PCC {SeaVal} | R Documentation |
Pearson Correlation Coefficient
Description
Function for calculating Pearson correlation coefficients (PCCs) of ensemble mean forecasts stored in long data tables. Can also handle point forecasts. This metric always needs several years of data since the means and standard deviations are calculated across time.
Usage
PCC(
dt,
f,
o = "obs",
by = by_cols_ens_fc_score(dt),
pool = "year",
mem = "member",
dim.check = TRUE
)
Arguments
dt |
Data table containing the predictions. |
f |
column name of the prediction. |
o |
column name of the observations. |
by |
column names of grouping variables, all of which need to be columns in dt. A separate PCC is computed for each value of the grouping variables.

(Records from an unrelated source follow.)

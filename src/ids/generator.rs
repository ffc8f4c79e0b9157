//! Identifier generators.

use std::sync::{Mutex, MutexGuard, PoisonError};

use uuid::Uuid;

use super::IdStyle;

/// Source of fresh identifiers in one of the two supported styles.
///
/// A single generator is shared (behind an `Arc`) by everything issuing
/// identifiers during a run so that incrementing identifiers never repeat.
#[derive(Debug)]
pub enum IdGenerator {
    /// Random v4 UUIDs; stateless.
    Uuid,
    /// Decimal integers from a seedable counter.
    Incrementing(IncrementingIdGenerator),
}

impl IdGenerator {
    #[must_use]
    pub fn uuid() -> Self { Self::Uuid }

    #[must_use]
    pub fn incrementing() -> Self { Self::Incrementing(IncrementingIdGenerator::default()) }

    /// Build the generator matching `style`.
    #[must_use]
    pub fn for_style(style: IdStyle) -> Self {
        match style {
            IdStyle::Uuid => Self::uuid(),
            IdStyle::Incrementing => Self::incrementing(),
        }
    }

    /// Issue the next identifier.
    #[must_use]
    pub fn new_id(&self) -> String {
        match self {
            Self::Uuid => Uuid::new_v4().to_string(),
            Self::Incrementing(counter) => counter.new_id(),
        }
    }

    /// Style of the identifiers this generator issues.
    #[must_use]
    pub fn style(&self) -> IdStyle {
        match self {
            Self::Uuid => IdStyle::Uuid,
            Self::Incrementing(_) => IdStyle::Incrementing,
        }
    }
}

#[derive(Debug, Default)]
struct CounterState {
    next: u64,
    used: bool,
    seeded: bool,
}

/// Counter-backed generator issuing `0`, `1`, `2`, …
///
/// The counter and its "used" flag sit behind one mutex so that
/// [`IncrementingIdGenerator::seed_if_unused`] observes and updates both
/// atomically with respect to concurrent [`IncrementingIdGenerator::new_id`]
/// calls.
#[derive(Debug, Default)]
pub struct IncrementingIdGenerator {
    state: Mutex<CounterState>,
}

impl IncrementingIdGenerator {
    fn lock(&self) -> MutexGuard<'_, CounterState> {
        self.state.lock().unwrap_or_else(PoisonError::into_inner)
    }

    /// Issue the current counter value and advance it.
    #[must_use]
    pub fn new_id(&self) -> String {
        let mut state = self.lock();
        let id = state.next;
        state.next += 1;
        state.used = true;
        id.to_string()
    }

    /// Whether any identifier has been issued.
    #[must_use]
    pub fn has_been_used(&self) -> bool { self.lock().used }

    /// Resume issuing after `last_used`. Never moves the counter backwards.
    ///
    /// Only meaningful before first use; callers must check
    /// [`Self::has_been_used`] themselves or use [`Self::seed_if_unused`].
    pub fn set_seed(&self, last_used: u64) {
        let mut state = self.lock();
        state.next = state.next.max(last_used.saturating_add(1));
    }

    /// Seed the counter to resume after `last_used` unless an identifier has
    /// already been issued or an earlier document already seeded it.
    /// Returns `true` when the seed was applied.
    ///
    /// A counter takes one seed: the identifiers of a second kept document
    /// could overlap those of the first.
    pub fn seed_if_unused(&self, last_used: u64) -> bool {
        let mut state = self.lock();
        if state.used || state.seeded {
            return false;
        }
        state.next = state.next.max(last_used.saturating_add(1));
        state.seeded = true;
        true
    }

    /// Value the next call to [`Self::new_id`] will return.
    #[must_use]
    pub fn peek_next(&self) -> u64 { self.lock().next }
}
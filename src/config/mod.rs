//! Formatter configuration.
//!
//! Configuration comes from several sources, each read by a
//! [`ConfigResolver`]. In increasing precedence:
//!
//! 1. the `formatters` section of `reqnroll.json` ([`FileConfigResolver`]);
//! 2. the JSON blob in `REQNROLL_FORMATTERS` ([`EnvJsonConfigResolver`]);
//! 3. `REQNROLL_FORMATTERS_<NAME>` variables ([`EnvKeyValueConfigResolver`]);
//! 4. parameters handed over by a host runner ([`HostConfigResolver`]).
//!
//! [`FormattersConfigProvider`] merges them once per provider and answers
//! per-formatter queries. Output path templates are expanded by
//! [`PlaceholderResolver`].

mod build_metadata;
mod env_json;
mod env_key_value;
mod environment;
mod error;
mod file;
mod host;
mod placeholders;
mod provider;
mod resolver;

pub use build_metadata::{BuildMetadata, BuildServer};
pub use env_json::EnvJsonConfigResolver;
pub use env_key_value::EnvKeyValueConfigResolver;
pub use environment::{
    Environment,
    FORMATTER_ENV_PREFIX,
    FORMATTERS_DISABLED_ENV,
    FORMATTERS_ENV,
    MapEnvironment,
    ProcessEnvironment,
    formatters_disabled,
};
pub use error::ConfigError;
pub use file::{DEFAULT_CONFIG_FILE, FileConfigResolver};
pub use host::HostConfigResolver;
pub use placeholders::{Clock, FixedClock, PlaceholderResolver, SystemClock, TIMESTAMP_FORMAT};
pub use provider::{FormatterConfiguration, FormattersConfig, FormattersConfigProvider};
pub use resolver::{ConfigResolver, FormatterSettings, OUTPUT_FILE_PATH, ResolvedFormatters};
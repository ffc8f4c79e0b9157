//! Formatter contract and runtime.
//!
//! A [`Formatter`] turns the envelope stream into one output artifact. The
//! [`FormatterHandle`] drives it through its lifecycle: configuration gate,
//! initialization, an isolated consumption task and a two-stage shutdown.

mod attachments;
mod error;
mod runtime;

use std::sync::Arc;

use async_trait::async_trait;
pub use attachments::{ATTACHMENT_OPTIONS_SETTING, AttachmentHandling, AttachmentOptions};
pub use error::{EnqueueError, FormatterError};
pub use runtime::{FormatterHandle, FormatterState, LaunchOutcome, ShutdownReport, ShutdownTimeouts};

use crate::{
    config::{FormatterConfiguration, PlaceholderResolver},
    messages::Envelope,
};

/// Consumer turning envelopes into output.
///
/// Methods are called from a single task, one at a time: `initialize` once,
/// `process` for each envelope in order, then `finish` exactly once.
#[async_trait]
pub trait Formatter: Send + 'static {
    /// Name used to look up this formatter's configuration.
    fn name(&self) -> &str;

    /// Prepare output using the resolved configuration.
    ///
    /// # Errors
    ///
    /// An error disables the formatter for the rest of the run.
    async fn initialize(
        &mut self,
        config: &FormatterConfiguration,
        context: &FormatterContext,
    ) -> Result<(), FormatterError>;

    /// Handle one envelope.
    ///
    /// # Errors
    ///
    /// An error stops the consumption loop; it is reported at shutdown.
    async fn process(&mut self, envelope: &Envelope) -> Result<(), FormatterError>;

    /// Flush and release output. Runs once however the loop ended.
    ///
    /// # Errors
    ///
    /// Reported at shutdown.
    async fn finish(&mut self) -> Result<(), FormatterError>;
}

/// Services shared with every formatter during initialization.
#[derive(Clone, Debug)]
pub struct FormatterContext {
    placeholders: Arc<PlaceholderResolver>,
}

impl FormatterContext {
    #[must_use]
    pub fn new(placeholders: Arc<PlaceholderResolver>) -> Self { Self { placeholders } }

    /// Expands `{placeholder}` templates in configured paths.
    #[must_use]
    pub fn placeholders(&self) -> &PlaceholderResolver { &self.placeholders }
}
//! Single-page HTML report.
//!
//! Envelopes are collected in memory and written, as a JSON array inside a
//! `<script>` element, when the formatter finishes. Rendering is left to the
//! page; this module only guarantees that the embedded data is complete and
//! cannot break out of the script element.

use async_trait::async_trait;
use tokio::io::AsyncWriteExt;

use crate::{
    file_writing::{FileFormatter, FileOutput, OutputWriter},
    formatter::FormatterError,
    messages::Envelope,
};

const PAGE_HEAD: &str = r#"<!DOCTYPE html>
<html lang="en">
<head>
<meta charset="utf-8">
<title>Test report</title>
</head>
<body>
<div id="report"></div>
<script id="envelopes" type="application/json">
"#;

const PAGE_TAIL: &str = r#"
</script>
<script>
(function () {
  const envelopes = JSON.parse(document.getElementById("envelopes").textContent);
  const finished = envelopes.find((e) => e.testRunFinished);
  const steps = envelopes.filter((e) => e.stepFinished).map((e) => e.stepFinished.status);
  const count = (status) => steps.filter((s) => s === status).length;
  const report = document.getElementById("report");
  const outcome = finished ? (finished.testRunFinished.success ? "passed" : "failed") : "incomplete";
  report.textContent = `Run ${outcome}: ${count("PASSED")} passed, ${count("FAILED")} failed, ${steps.length} steps`;
})();
</script>
</body>
</html>
"#;

/// Collects envelopes and renders them at the end of the run.
#[derive(Clone, Debug, Default)]
pub struct HtmlOutput {
    envelopes: Vec<serde_json::Value>,
}

impl HtmlOutput {
    pub const NAME: &'static str = "html";
    pub const DEFAULT_FILE_NAME: &'static str = "reqnroll_report.html";
    pub const EXTENSION: &'static str = ".html";
}

#[async_trait]
impl FileOutput for HtmlOutput {
    fn name(&self) -> &str { Self::NAME }

    fn default_file_name(&self) -> &str { Self::DEFAULT_FILE_NAME }

    fn extension(&self) -> &str { Self::EXTENSION }

    async fn write_envelope(
        &mut self,
        envelope: &Envelope,
        _writer: &mut OutputWriter,
    ) -> Result<(), FormatterError> {
        self.envelopes.push(serde_json::to_value(envelope)?);
        Ok(())
    }

    async fn end(&mut self, writer: &mut OutputWriter) -> Result<(), FormatterError> {
        let data = escape_script(&serde_json::to_string(&self.envelopes)?);
        writer.write_all(PAGE_HEAD.as_bytes()).await?;
        writer.write_all(data.as_bytes()).await?;
        writer.write_all(PAGE_TAIL.as_bytes()).await?;
        self.envelopes.clear();
        Ok(())
    }
}

/// Keep JSON from closing the surrounding `<script>` element.
fn escape_script(json: &str) -> String {
    json.replace('<', "\\u003c")
        .replace('>', "\\u003e")
        .replace('&', "\\u0026")
}

/// The `html` formatter.
pub type HtmlFormatter = FileFormatter<HtmlOutput>;

#[must_use]
pub fn html_formatter() -> HtmlFormatter { FileFormatter::new(HtmlOutput::default()) }

#[cfg(test)]
mod tests {
    use std::sync::Arc;

    use tempfile::TempDir;

    use super::*;
    use crate::{
        config::{FormatterConfiguration, MapEnvironment, PlaceholderResolver},
        formatter::{Formatter, FormatterContext},
        messages::{StepFinished, TestRunFinished},
    };

    #[test]
    fn script_terminators_are_escaped() {
        let escaped = escape_script(r#"{"m":"</script><b>&"}"#);
        assert!(!escaped.contains("</script>"));
        let value: serde_json::Value = serde_json::from_str(&escaped).expect("still valid JSON");
        assert_eq!(value["m"], "</script><b>&");
    }

    #[tokio::test]
    async fn writes_page_with_embedded_envelopes() {
        let dir = TempDir::new().expect("temp dir");
        let context = FormatterContext::new(Arc::new(PlaceholderResolver::from_environment(Arc::new(
            MapEnvironment::new(),
        ))));
        let config = FormatterConfiguration::default()
            .with_output_file_path(format!("{}/", dir.path().display()));

        let mut formatter = html_formatter();
        formatter.initialize(&config, &context).await.expect("initialize");
        formatter
            .process(&StepFinished::default().into())
            .await
            .expect("process step");
        formatter
            .process(&TestRunFinished::default().into())
            .await
            .expect("process finish");
        formatter.finish().await.expect("finish");

        let page = std::fs::read_to_string(dir.path().join(HtmlOutput::DEFAULT_FILE_NAME))
            .expect("read page");
        assert!(page.starts_with("<!DOCTYPE html>"));
        assert!(page.contains(r#""stepFinished""#));
        assert!(page.contains(r#""testRunFinished""#));
    }
}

Default is to group by all instances of month, season, lon, lat, system and lead_time that are columns in dt. |
pool |
column name(s) for the variable(s) along which is averaged. Needs to contain 'year' per warning above. |
mem |
Name of the column identifying the ensemble member. Only used if check_dimension is TRUE. Is NULL for a point forecast. |
dim.check |
Logical. If True, a simple test whether the dimensions match up is conducted: The data table should only have one row for each level of c(by,pool,mem) |
Value
A data table with the scores
Examples
dt = data.table(fc = 1:4,obs = c(4,4,7,7),member = c(1,2,1,2),year = c(1999,1999,2000,2000))
PCC(dt,f = 'fc')